Es liegt nicht nur an der humanitären Türöffnung der Kanzlerin und am deutschen Wohlfahrtssystem, dass ausgerechnet jetzt so viele Flüchtlinge unterwegs sind. Auch die Lage in Syrien und seinen Nachbarländern verschärft sich: „Die Sicherheitslage wird schlechter“, heißt es beim UNHCR. Der IS rückt vor, Angst und Gewalt regieren den Alltag, der Bürgerkrieg raubt immer mehr Menschen ihr Zuhause und ihre Existenzgrundlage. Arbeitslosigkeit und Inflation steigen rasant an, die syrische Währung hat 90 Prozent ihres Wertes eingebüßt. In vielen Teilen des Landes gibt es nur für wenige Stunden Strom, das Wasser ist knapp.

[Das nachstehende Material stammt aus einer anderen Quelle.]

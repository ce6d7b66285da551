use async_trait::async_trait;
use serde::{Deserialize, Serialize};
use tokio::sync::mpsc;

use haven_core::error::GatewayError;
use haven_core::types::MessageRole;

use crate::stream::StreamEvent;

/// Wall-clock cap on non-streaming provider calls.
pub const CHAT_TIMEOUT_SECS: u64 = 180;
/// Wall-clock cap on a streaming provider connection.
pub const STREAM_TIMEOUT_SECS: u64 = 600;

/// Provider-independent description of a callable model.
#[derive(Debug, Clone, Serialize)]
pub struct ModelDescriptor {
    pub name: String,
    pub provider: String,
    pub context_window: u32,
    pub capabilities: ModelCapabilities,
    pub status: ModelStatus,
}

#[derive(Debug, Clone, Copy, Serialize)]
pub struct ModelCapabilities {
    pub streaming: bool,
    pub tools: bool,
    pub reasoning: bool,
}

#[derive(Debug, Clone, Copy, PartialEq, Eq, Serialize)]
#[serde(rename_all = "snake_case")]
pub enum ModelStatus {
    Available,
    Unavailable,
    ResourceExhausted,
}

/// One entry of the ordered history fed to a model.
#[derive(Debug, Clone, Serialize, Deserialize)]
pub struct ChatMessage {
    pub role: MessageRole,
    pub content: String,
}

impl ChatMessage {
    pub fn new(role: MessageRole, content: impl Into<String>) -> Self {
        Self {
            role,
            content: content.into(),
        }
    }
}

/// Sampling parameters forwarded to the provider.
#[derive(Debug, Clone)]
pub struct ChatParams {
    pub temperature: Option<f32>,
    pub max_tokens: u32,
    pub stop: Vec<String>,
}

impl Default for ChatParams {
    fn default() -> Self {
        Self {
            temperature: None,
            max_tokens: 1024,
            stop: Vec::new(),
        }
    }
}

/// Provider-attested token counts.
#[derive(Debug, Clone, Copy, Default, Serialize)]
pub struct Usage {
    pub input: u32,
    pub output: u32,
    pub total: u32,
}

impl Usage {
    pub fn new(input: u32, output: u32) -> Self {
        Self {
            input,
            output,
            total: input + output,
        }
    }

    pub fn is_empty(&self) -> bool {
        self.total == 0
    }
}

/// Result of a non-streaming chat call.
#[derive(Debug, Clone)]
pub struct ChatOutcome {
    pub content: String,
    pub reasoning: Option<String>,
    pub model: String,
    pub usage: Usage,
    pub finish_reason: String,
}

/// Backend probe result.
#[derive(Debug, Clone, Serialize)]
pub struct ProviderHealth {
    pub ok: bool,
    pub detail: String,
}

/// Common interface over every LLM backend (local host, Anthropic, OpenAI).
///
/// Adapters map wire errors into [`ProviderError`] and never retry
/// internally; retry policy belongs to the caller.
#[async_trait]
pub trait ProviderAdapter: Send + Sync {
    /// Provider id used in config, routing, and logs.
    fn id(&self) -> &str;

    /// Models this provider currently offers.
    async fn list_models(&self) -> Result<Vec<ModelDescriptor>, ProviderError>;

    /// Token count for `text` under this provider's tokenizer family.
    /// Provider-attested counts win over this estimate when both exist.
    fn count_tokens(&self, model: &str, text: &str) -> u32;

    /// Context window in tokens for `model`.
    fn context_limit(&self, model: &str) -> u32;

    /// Send a full chat request and wait for the complete response.
    async fn chat_once(
        &self,
        model: &str,
        messages: &[ChatMessage],
        params: &ChatParams,
    ) -> Result<ChatOutcome, ProviderError>;

    /// Stream response events through a channel. Events end with `Done` or
    /// `Error`; the adapter stops sending once the receiver is dropped.
    async fn chat_stream(
        &self,
        model: &str,
        messages: &[ChatMessage],
        params: &ChatParams,
        tx: mpsc::Sender<StreamEvent>,
    ) -> Result<(), ProviderError>;

    /// Cheap liveness probe against the provider endpoint.
    async fn health(&self) -> ProviderHealth;
}

#[derive(Debug, thiserror::Error)]
pub enum ProviderError {
    #[error("provider unreachable: {0}")]
    Unreachable(String),

    #[error("provider timed out after {seconds}s")]
    Timeout { seconds: u64 },

    #[error("provider rejected request ({status}): {message}")]
    Rejected { status: u16, message: String },

    #[error("provider rate limited")]
    RateLimited { retry_after_ms: Option<u64> },

    #[error("provider capacity exhausted: {0}")]
    CapacityExhausted(String),

    #[error("provider reported context overflow: {0}")]
    ContextOverflow(String),

    #[error("parse error: {0}")]
    Parse(String),
}

impl ProviderError {
    pub fn retryable(&self) -> bool {
        matches!(
            self,
            ProviderError::Unreachable(_)
                | ProviderError::Timeout { .. }
                | ProviderError::RateLimited { .. }
                | ProviderError::CapacityExhausted(_)
        )
    }

    /// Stable machine code for SSE error frames and envelopes.
    pub fn code(&self) -> &'static str {
        match self {
            ProviderError::Unreachable(_) => "PROVIDER_UNREACHABLE",
            ProviderError::Timeout { .. } => "PROVIDER_TIMEOUT",
            ProviderError::Rejected { .. } => "PROVIDER_REJECTED",
            ProviderError::RateLimited { .. } => "RATE_LIMITED",
            ProviderError::CapacityExhausted(_) => "CAPACITY_EXHAUSTED",
            ProviderError::ContextOverflow(_) => "CONTEXT_OVERFLOW",
            ProviderError::Parse(_) => "PROVIDER_BAD_RESPONSE",
        }
    }
}

impl From<reqwest::Error> for ProviderError {
    fn from(e: reqwest::Error) -> Self {
        if e.is_timeout() {
            ProviderError::Timeout {
                seconds: CHAT_TIMEOUT_SECS,
            }
        } else {
            ProviderError::Unreachable(e.to_string())
        }
    }
}

impl From<ProviderError> for GatewayError {
    fn from(err: ProviderError) -> Self {
        match err {
            ProviderError::Unreachable(msg) => {
                GatewayError::unavailable("PROVIDER_UNREACHABLE", msg)
            }
            ProviderError::Timeout { seconds } => GatewayError::unavailable(
                "PROVIDER_TIMEOUT",
                format!("provider timed out after {}s", seconds),
            ),
            ProviderError::Rejected { status, message } => GatewayError::validation(
                "PROVIDER_REJECTED",
                format!("provider rejected request ({}): {}", status, message),
            ),
            ProviderError::RateLimited { retry_after_ms } => {
                GatewayError::rate_limited("provider rate limited", retry_after_ms)
            }
            ProviderError::CapacityExhausted(msg) => {
                GatewayError::resource("CAPACITY_EXHAUSTED", msg)
            }
            ProviderError::ContextOverflow(msg) => GatewayError::context_limit(
                serde_json::json!({ "provider_message": msg }),
                vec!["Start a new conversation".to_string()],
            ),
            ProviderError::Parse(msg) => GatewayError::internal(msg),
        }
    }
}

/// Classify a non-success provider HTTP response into a [`ProviderError`].
///
/// Capacity and context conditions are signalled by message text on most
/// backends, so the body is sniffed before falling back to the status code.
pub(crate) fn classify_api_error(
    status: u16,
    body: &str,
    retry_after_ms: Option<u64>,
) -> ProviderError {
    if status == 429 {
        return ProviderError::RateLimited { retry_after_ms };
    }
    let lowered = body.to_ascii_lowercase();
    if lowered.contains("out of memory")
        || lowered.contains("resource_exhausted")
        || lowered.contains("overloaded")
        || lowered.contains("insufficient capacity")
    {
        return ProviderError::CapacityExhausted(truncate(body));
    }
    if lowered.contains("context length")
        || lowered.contains("context window")
        || lowered.contains("maximum context")
        || lowered.contains("too many tokens")
        || lowered.contains("prompt is too long")
    {
        return ProviderError::ContextOverflow(truncate(body));
    }
    if (400..500).contains(&status) {
        return ProviderError::Rejected {
            status,
            message: truncate(body),
        };
    }
    ProviderError::Unreachable(format!("provider returned {}: {}", status, truncate(body)))
}

fn truncate(body: &str) -> String {
    const MAX: usize = 512;
    if body.len() <= MAX {
        return body.to_string();
    }
    let cut = body
        .char_indices()
        .take_while(|(i, _)| *i <= MAX)
        .last()
        .map(|(i, _)| i)
        .unwrap_or(0);
    format!("{}…", &body[..cut])
}

#[cfg(test)]
mod tests {
    use super::*;

    #[test]
    fn classify_rate_limit() {
        let err = classify_api_error(429, "slow down", Some(2000));
        assert!(matches!(
            err,
            ProviderError::RateLimited {
                retry_after_ms: Some(2000)
            }
        ));
        assert!(err.retryable());
    }

    #[test]
    fn classify_capacity_message() {
        let err = classify_api_error(500, "CUDA out of memory", None);
        assert!(matches!(err, ProviderError::CapacityExhausted(_)));
        assert_eq!(err.code(), "CAPACITY_EXHAUSTED");
        assert!(err.retryable());
    }

    #[test]
    fn classify_context_overflow_message() {
        let err = classify_api_error(
            400,
            "this model's maximum context length is 4096 tokens",
            None,
        );
        assert!(matches!(err, ProviderError::ContextOverflow(_)));
        assert!(!err.retryable());
    }

    #[test]
    fn classify_plain_4xx_is_rejected() {
        let err = classify_api_error(422, "bad temperature", None);
        assert!(matches!(err, ProviderError::Rejected { status: 422, .. }));
        assert!(!err.retryable());
        let gw: GatewayError = err.into();
        assert_eq!(gw.status(), 400);
        assert_eq!(gw.code, "PROVIDER_REJECTED");
    }

    #[test]
    fn classify_5xx_is_unavailable() {
        let err = classify_api_error(502, "bad gateway", None);
        assert!(matches!(err, ProviderError::Unreachable(_)));
        let gw: GatewayError = err.into();
        assert_eq!(gw.status(), 503);
        assert!(gw.retryable);
    }
}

„Die Menschen versuchen zu entkommen“, so Rentsch. Beschleunigt wird die Fluchtdynamik von immer professioneller agierenden Schleppern und dem schnellen Informationsfluss in den sozialen Netzwerken. Mit Sorge schauen die UN-Experten aber auch auf die vier Millionen Syrer, die in den letzten Jahren in die Nachbarländer geflohen sind. „Kurzfristig muss man nicht mit einem Massenexodus rechnen“, heißt es beim Flüchtlingshilfswerk. Aber: „Einige tragen sich mit dem Gedanken, ihre Zelte abzubrechen und die Region Richtung Europa zu verlassen“, so Rentsch. „Je schlechter es den Menschen geht, desto mehr überlegen sie sich, wie sie die nächsten Monate überstehen werden.“

Rund vier Millionen syrische Flüchtlinge sind registriert

Laut UNHCR sind derzeit rund vier Millionen syrische Flüchtlinge in den Nachbarländern registriert. Die meisten hat die Türkei aufgenommen – 1,9 Millionen. Im Libanon leben 1,1 Millionen Flüchtlinge, in Jordanien 630.000, der Irak hat 250.000 aufgenommen, Ägypten 130.000. Rund 25.000 Menschen sind nach Nordafrika geflohen. In Jordanien werde die Lage für die rund 500.000 Syrer, die sich außerhalb der Flüchtlingslager befinden, immer aussichtsloser. 86 Prozent von ihnen leben nach Angaben des Flüchtlingshilfswerks unterhalb der nationalen Armutsgrenze. Im Libanon sei die Situation ähnlich: Auch hier lebten rund 70 Prozent der syrischen Flüchtlinge unter der nationalen Armutsgrenze. Die Folgen: Flüchtlinge kaufen vermehrt Essen auf Kredit, nehmen ihre Kinder aus der Schule, damit sie betteln gehen können.